山林引き取りサービスをご利用いただく不動産は、売買や寄付ができずに手放せない物件となりますので、一般的には活用が困難であるケースが大半です。
そのため、引き取り後に長期保有となってしまうことが多いですが、活用できるケースでは下記のようなものがありました。
〇キャンプ場やサバゲーとして利用
〇別荘地として利用
〇キノコの栽培目的で利用
〇植木屋が植木を育てるために利用
〇林業として利用
〇猟師が狩猟目的で利用
〇自然保護活動をしている団体が自然を再生すために利用
〇太陽光発電設備の設置のために利用(農業を継続できる営農型太陽光発電など)

6.山林・原野・別荘地・農地を手放す相談

不要な不動産の処分でお困りの方は、一般社団法人相続財産再鑑定協会及び佐藤和基税理士事務所にご相談ください。
山林引き取りサービスは審査手数料等が発生しませんし、お見積りまでは無料となりますので、気軽にご相談できます。
また、相続土地国庫帰属制度の利用と同時並行でのご相談も可能です。

7.不動産業界にお勧めの資格

不動産業界は、物件の売買・賃貸を仲介する不動産仲介業者、商業施設、ビル、マンション等の開発業者、注文住宅等を手がけるハウスメーカー、マンションや一戸建ての販売を手がける住宅販売会社、不動産物件を管理する管理会社など、その業務は多岐にわたります。

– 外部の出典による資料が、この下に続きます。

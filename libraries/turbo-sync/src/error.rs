use std::path::PathBuf;
use thiserror::Error;
use turbo_core::TurboError;

/// Errors that can occur during sync orchestration
#[derive(Error, Debug)]
pub enum SyncError {
    #[error("Registry error: {0}")]
    Registry(#[from] TurboError),

    #[error("Failed to spawn {}: {source}", .program.display())]
    Spawn {
        program: PathBuf,
        #[source]
        source: std::io::Error,
    },

    #[error("File watch error: {0}")]
    Watch(String),

    #[error("Discovery error: {0}")]
    Discovery(#[from] turbo_discovery::DiscoveryError),

    #[error("Engine error: {0}")]
    Engine(#[from] turbo_engine::EngineError),

    #[error("Channel closed: {0}")]
    ChannelClosed(&'static str),

    #[error("IO error: {0}")]
    Io(#[from] std::io::Error),
}

impl From<notify::Error> for SyncError {
    fn from(err: notify::Error) -> Self {
        Self::Watch(err.to_string())
    }
}

impl From<SyncError> for TurboError {
    fn from(err: SyncError) -> Self {
        match err {
            SyncError::Registry(inner) => inner,
            SyncError::Watch(msg) => TurboError::WatchUnavailable(msg),
            SyncError::Discovery(inner) => inner.into(),
            SyncError::Engine(inner) => inner.into(),
            SyncError::Io(io) => TurboError::Io(io),
            other => TurboError::Io(std::io::Error::other(other.to_string())),
        }
    }
}

pub type Result<T> = std::result::Result<T, SyncError>;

不動産業の方には相続土地国庫帰属診断士の資格がお勧めです。

多岐にわたる不動産業の中でも、山林、原野、別荘地、農地などの問題解決は困難なものですし、専門に扱う方は少ないのが実情です。
相続土地国庫帰属診断士は、相続土地国庫帰属制度や山林引き取りサービスの内容を理解して、不要な不動産の処分にお困りの方に対して提案をすることで、問題解決にお役立ちできる可能性があります。
また、不要な不動産の問題解決をすることで、顧客との信頼関係を築くことができ、他の宅地の売買等のご相談を受けるきっかけとなります。

相続土地国庫帰属診断士について詳しく知りたい方は以下のページをご覧ください。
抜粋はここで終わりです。